== Source information ==
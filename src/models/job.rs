//! 作业模型
//!
//! 一次上传对应一个作业：有序题目列表、按题目 ID 索引的结果、计数器和状态。
//! 作业的字段只能通过本模块的状态转换方法修改，调用方只持有快照。

use std::collections::HashMap;
use std::fmt;

use chrono::{DateTime, Utc};
use serde::{Deserialize, Serialize};

use crate::error::JobError;
use crate::models::question::{Question, QuestionResult};

/// 作业状态
#[derive(Debug, Clone, Copy, PartialEq, Eq, Hash, Serialize, Deserialize)]
#[serde(rename_all = "snake_case")]
pub enum JobStatus {
    Pending,
    Running,
    Completed,
    CompletedWithErrors,
    Failed,
    Cancelled,
}

impl JobStatus {
    pub fn as_str(self) -> &'static str {
        match self {
            JobStatus::Pending => "pending",
            JobStatus::Running => "running",
            JobStatus::Completed => "completed",
            JobStatus::CompletedWithErrors => "completed_with_errors",
            JobStatus::Failed => "failed",
            JobStatus::Cancelled => "cancelled",
        }
    }

    /// 终态之后不再接受任何写入
    pub fn is_terminal(self) -> bool {
        matches!(
            self,
            JobStatus::Completed
                | JobStatus::CompletedWithErrors
                | JobStatus::Failed
                | JobStatus::Cancelled
        )
    }

    /// 所有题目都已有结果（可以导出）
    pub fn is_finished(self) -> bool {
        matches!(self, JobStatus::Completed | JobStatus::CompletedWithErrors)
    }
}

impl fmt::Display for JobStatus {
    fn fmt(&self, f: &mut fmt::Formatter<'_>) -> fmt::Result {
        f.write_str(self.as_str())
    }
}

/// 作业
#[derive(Debug, Clone, Serialize)]
pub struct Job {
    job_id: String,
    status: JobStatus,
    created_at: DateTime<Utc>,
    started_at: Option<DateTime<Utc>>,
    completed_at: Option<DateTime<Utc>>,
    error: Option<String>,
    questions: Vec<Question>,
    results: HashMap<String, QuestionResult>,
    total: usize,
    succeeded: usize,
    failed: usize,
    semantic_rejections: usize,
    current_index: usize,
}

/// 作业摘要（列表接口使用，不含结果明细）
#[derive(Debug, Clone, PartialEq, Serialize)]
pub struct JobSummary {
    pub job_id: String,
    pub status: JobStatus,
    pub total: usize,
    pub succeeded: usize,
    pub failed: usize,
    pub semantic_rejections: usize,
    pub current_index: usize,
    pub progress_percent: f64,
    pub created_at: DateTime<Utc>,
    pub completed_at: Option<DateTime<Utc>>,
    pub error: Option<String>,
}

impl Job {
    pub fn new(job_id: impl Into<String>, questions: Vec<Question>) -> Self {
        let total = questions.len();
        Self {
            job_id: job_id.into(),
            status: JobStatus::Pending,
            created_at: Utc::now(),
            started_at: None,
            completed_at: None,
            error: None,
            questions,
            results: HashMap::new(),
            total,
            succeeded: 0,
            failed: 0,
            semantic_rejections: 0,
            current_index: 0,
        }
    }

    pub fn job_id(&self) -> &str {
        &self.job_id
    }

    pub fn status(&self) -> JobStatus {
        self.status
    }

    pub fn created_at(&self) -> DateTime<Utc> {
        self.created_at
    }

    pub fn started_at(&self) -> Option<DateTime<Utc>> {
        self.started_at
    }

    pub fn completed_at(&self) -> Option<DateTime<Utc>> {
        self.completed_at
    }

    /// 作业级失败原因
    pub fn error(&self) -> Option<&str> {
        self.error.as_deref()
    }

    /// 按提交顺序排列的题目
    pub fn questions(&self) -> &[Question] {
        &self.questions
    }

    pub fn results(&self) -> &HashMap<String, QuestionResult> {
        &self.results
    }

    pub fn result(&self, question_id: &str) -> Option<&QuestionResult> {
        self.results.get(question_id)
    }

    /// 按提交顺序（而不是完成顺序）返回已有的结果
    pub fn ordered_results(&self) -> Vec<&QuestionResult> {
        self.questions
            .iter()
            .filter_map(|q| self.results.get(&q.id))
            .collect()
    }

    pub fn total(&self) -> usize {
        self.total
    }

    pub fn succeeded(&self) -> usize {
        self.succeeded
    }

    pub fn failed(&self) -> usize {
        self.failed
    }

    pub fn semantic_rejections(&self) -> usize {
        self.semantic_rejections
    }

    pub fn current_index(&self) -> usize {
        self.current_index
    }

    pub fn is_terminal(&self) -> bool {
        self.status.is_terminal()
    }

    pub fn progress_percent(&self) -> f64 {
        if self.total == 0 {
            return 0.0;
        }
        let percent = self.current_index as f64 / self.total as f64 * 100.0;
        (percent * 10.0).round() / 10.0
    }

    pub fn summary(&self) -> JobSummary {
        JobSummary {
            job_id: self.job_id.clone(),
            status: self.status,
            total: self.total,
            succeeded: self.succeeded,
            failed: self.failed,
            semantic_rejections: self.semantic_rejections,
            current_index: self.current_index,
            progress_percent: self.progress_percent(),
            created_at: self.created_at,
            completed_at: self.completed_at,
            error: self.error.clone(),
        }
    }

    // ========== 状态转换（仅调度器经由作业存储调用） ==========

    pub(crate) fn mark_running(&mut self) -> Result<(), JobError> {
        if self.status != JobStatus::Pending {
            return Err(self.invalid_transition(JobStatus::Running));
        }
        self.status = JobStatus::Running;
        self.started_at = Some(Utc::now());
        Ok(())
    }

    /// 记录一道题的最终结果；最后一道题写入后进入完成状态
    pub(crate) fn record_result(&mut self, result: QuestionResult) -> Result<(), JobError> {
        if self.status.is_terminal() {
            return Err(JobError::Terminal {
                job_id: self.job_id.clone(),
                status: self.status,
            });
        }
        if self.status != JobStatus::Running {
            return Err(self.invalid_transition(JobStatus::Running));
        }
        if !self.questions.iter().any(|q| q.id == result.question_id) {
            return Err(JobError::UnknownQuestion {
                job_id: self.job_id.clone(),
                question_id: result.question_id,
            });
        }
        if self.results.contains_key(&result.question_id) {
            return Err(JobError::AlreadyRecorded {
                job_id: self.job_id.clone(),
                question_id: result.question_id,
            });
        }

        if result.is_success() {
            self.succeeded += 1;
        } else {
            self.failed += 1;
            if result.is_semantic_rejection() {
                self.semantic_rejections += 1;
            }
        }
        self.results.insert(result.question_id.clone(), result);
        self.current_index += 1;

        if self.current_index == self.total {
            self.status = if self.failed == 0 {
                JobStatus::Completed
            } else {
                JobStatus::CompletedWithErrors
            };
            self.completed_at = Some(Utc::now());
        }

        Ok(())
    }

    /// 整个作业在开始答题前失败（空输入、连接不可用等）
    pub(crate) fn mark_failed(&mut self, reason: impl Into<String>) -> Result<(), JobError> {
        let allowed = matches!(self.status, JobStatus::Pending | JobStatus::Running)
            && self.results.is_empty();
        if !allowed {
            return Err(self.invalid_transition(JobStatus::Failed));
        }
        self.status = JobStatus::Failed;
        self.error = Some(reason.into());
        self.completed_at = Some(Utc::now());
        Ok(())
    }

    /// 取消尚未结束的作业，已结束的作业保持原状态
    pub(crate) fn mark_cancelled(&mut self) -> bool {
        if self.status.is_terminal() {
            return false;
        }
        self.status = JobStatus::Cancelled;
        self.completed_at = Some(Utc::now());
        true
    }

    fn invalid_transition(&self, to: JobStatus) -> JobError {
        JobError::InvalidTransition {
            job_id: self.job_id.clone(),
            from: self.status,
            to,
        }
    }
}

== Instructions to follow ==
Reproduce each entry precisely, so that nothing differs from the original.

== Answer section ==
filename src/models/job.rs
//! 作业模型
//!
//! 一次上传对应一个作业：有序题目列表、按题目 ID 索引的结果、计数器和状态。
//! 作业的字段只能通过本模块的状态转换方法修改，调用方只持有快照。

use std::collections::HashMap;
use std::fmt;

use chrono::{DateTime, Utc};
use serde::{Deserialize, Serialize};

use crate::error::JobError;
use crate::models::question::{Question, QuestionResult};

/// 作业状态
#[derive(Debug, Clone, Copy, PartialEq, Eq, Hash, Serialize, Deserialize)]
#[serde(rename_all = "snake_case")]
pub enum JobStatus {
    Pending,
    Running,
    Completed,
    CompletedWithErrors,
    Failed,
    Cancelled,
}

impl JobStatus {
    pub fn as_str(self) -> &'static str {
        match self {
            JobStatus::Pending => "pending",
            JobStatus::Running => "running",
            JobStatus::Completed => "completed",
            JobStatus::CompletedWithErrors => "completed_with_errors",
            JobStatus::Failed => "failed",
            JobStatus::Cancelled => "cancelled",
        }
    }

    /// 终态之后不再接受任何写入
    pub fn is_terminal(self) -> bool {
        matches!(
            self,
            JobStatus::Completed
                | JobStatus::CompletedWithErrors
                | JobStatus::Failed
                | JobStatus::Cancelled
        )
    }

    /// 所有题目都已有结果（可以导出）
    pub fn is_finished(self) -> bool {
        matches!(self, JobStatus::Completed | JobStatus::CompletedWithErrors)
    }
}

impl fmt::Display for JobStatus {
    fn fmt(&self, f: &mut fmt::Formatter<'_>) -> fmt::Result {
        f.write_str(self.as_str())
    }
}

/// 作业
#[derive(Debug, Clone, Serialize)]
pub struct Job {
    job_id: String,
    status: JobStatus,
    created_at: DateTime<Utc>,
    started_at: Option<DateTime<Utc>>,
    completed_at: Option<DateTime<Utc>>,
    error: Option<String>,
    questions: Vec<Question>,
    results: HashMap<String, QuestionResult>,
    total: usize,
    succeeded: usize,
    failed: usize,
    semantic_rejections: usize,
    current_index: usize,
}

/// 作业摘要（列表接口使用，不含结果明细）
#[derive(Debug, Clone, PartialEq, Serialize)]
pub struct JobSummary {
    pub job_id: String,
    pub status: JobStatus,
    pub total: usize,
    pub succeeded: usize,
    pub failed: usize,
    pub semantic_rejections: usize,
    pub current_index: usize,
    pub progress_percent: f64,
    pub created_at: DateTime<Utc>,
    pub completed_at: Option<DateTime<Utc>>,
    pub error: Option<String>,
}

impl Job {
    pub fn new(job_id: impl Into<String>, questions: Vec<Question>) -> Self {
        let total = questions.len();
        Self {
            job_id: job_id.into(),
            status: JobStatus::Pending,
            created_at: Utc::now(),
            started_at: None,
            completed_at: None,
            error: None,
            questions,
            results: HashMap::new(),
            total,
            succeeded: 0,
            failed: 0,
            semantic_rejections: 0,
            current_index: 0,
        }
    }

    pub fn job_id(&self) -> &str {
        &self.job_id
    }

    pub fn status(&self) -> JobStatus {
        self.status
    }

    pub fn created_at(&self) -> DateTime<Utc> {
        self.created_at
    }

    pub fn started_at(&self) -> Option<DateTime<Utc>> {
        self.started_at
    }

    pub fn completed_at(&self) -> Option<DateTime<Utc>> {
        self.completed_at
    }

    /// 作业级失败原因
    pub fn error(&self) -> Option<&str> {
        self.error.as_deref()
    }

    /// 按提交顺序排列的题目
    pub fn questions(&self) -> &[Question] {
        &self.questions
    }

    pub fn results(&self) -> &HashMap<String, QuestionResult> {
        &self.results
    }

    pub fn result(&self, question_id: &str) -> Option<&QuestionResult> {
        self.results.get(question_id)
    }

    /// 按提交顺序（而不是完成顺序）返回已有的结果
    pub fn ordered_results(&self) -> Vec<&QuestionResult> {
        self.questions
            .iter()
            .filter_map(|q| self.results.get(&q.id))
            .collect()
    }

    pub fn total(&self) -> usize {
        self.total
    }

    pub fn succeeded(&self) -> usize {
        self.succeeded
    }

    pub fn failed(&self) -> usize {
        self.failed
    }

    pub fn semantic_rejections(&self) -> usize {
        self.semantic_rejections
    }

    pub fn current_index(&self) -> usize {
        self.current_index
    }

    pub fn is_terminal(&self) -> bool {
        self.status.is_terminal()
    }

    pub fn progress_percent(&self) -> f64 {
        if self.total == 0 {
            return 0.0;
        }
        let percent = self.current_index as f64 / self.total as f64 * 100.0;
        (percent * 10.0).round() / 10.0
    }

    pub fn summary(&self) -> JobSummary {
        JobSummary {
            job_id: self.job_id.clone(),
            status: self.status,
            total: self.total,
            succeeded: self.succeeded,
            failed: self.failed,
            semantic_rejections: self.semantic_rejections,
            current_index: self.current_index,
            progress_percent: self.progress_percent(),
            created_at: self.created_at,
            completed_at: self.completed_at,
            error: self.error.clone(),
        }
    }

    // ========== 状态转换（仅调度器经由作业存储调用） ==========

    pub(crate) fn mark_running(&mut self) -> Result<(), JobError> {
        if self.status != JobStatus::Pending {
            return Err(self.invalid_transition(JobStatus::Running));
        }
        self.status = JobStatus::Running;
        self.started_at = Some(Utc::now());
        Ok(())
    }

    /// 记录一道题的最终结果；最后一道题写入后进入完成状态
    pub(crate) fn record_result(&mut self, result: QuestionResult) -> Result<(), JobError> {
        if self.status.is_terminal() {
            return Err(JobError::Terminal {
                job_id: self.job_id.clone(),
                status: self.status,
            });
        }
        if self.status != JobStatus::Running {
            return Err(self.invalid_transition(JobStatus::Running));
        }
        if !self.questions.iter().any(|q| q.id == result.question_id) {
            return Err(JobError::UnknownQuestion {
                job_id: self.job_id.clone(),
                question_id: result.question_id,
            });
        }
        if self.results.contains_key(&result.question_id) {
            return Err(JobError::AlreadyRecorded {
                job_id: self.job_id.clone(),
                question_id: result.question_id,
            });
        }

        if result.is_success() {
            self.succeeded += 1;
        } else {
            self.failed += 1;
            if result.is_semantic_rejection() {
                self.semantic_rejections += 1;
            }
        }
        self.results.insert(result.question_id.clone(), result);
        self.current_index += 1;

        if self.current_index == self.total {
            self.status = if self.failed == 0 {
                JobStatus::Completed
            } else {
                JobStatus::CompletedWithErrors
            };
            self.completed_at = Some(Utc::now());
        }

        Ok(())
    }

    /// 整个作业在开始答题前失败（空输入、连接不可用等）
    pub(crate) fn mark_failed(&mut self, reason: impl Into<String>) -> Result<(), JobError> {
        let allowed = matches!(self.status, JobStatus::Pending | JobStatus::Running)
            && self.results.is_empty();
        if !allowed {
            return Err(self.invalid_transition(JobStatus::Failed));
        }
        self.status = JobStatus::Failed;
        self.error = Some(reason.into());
        self.completed_at = Some(Utc::now());
        Ok(())
    }

    /// 取消尚未结束的作业，已结束的作业保持原状态
    pub(crate) fn mark_cancelled(&mut self) -> bool {
        if self.status.is_terminal() {
            return false;
        }
        self.status = JobStatus::Cancelled;
        self.completed_at = Some(Utc::now());
        true
    }

    fn invalid_transition(&self, to: JobStatus) -> JobError {
        JobError::InvalidTransition {
            job_id: self.job_id.clone(),
            from: self.status,
            to,
        }
    }
}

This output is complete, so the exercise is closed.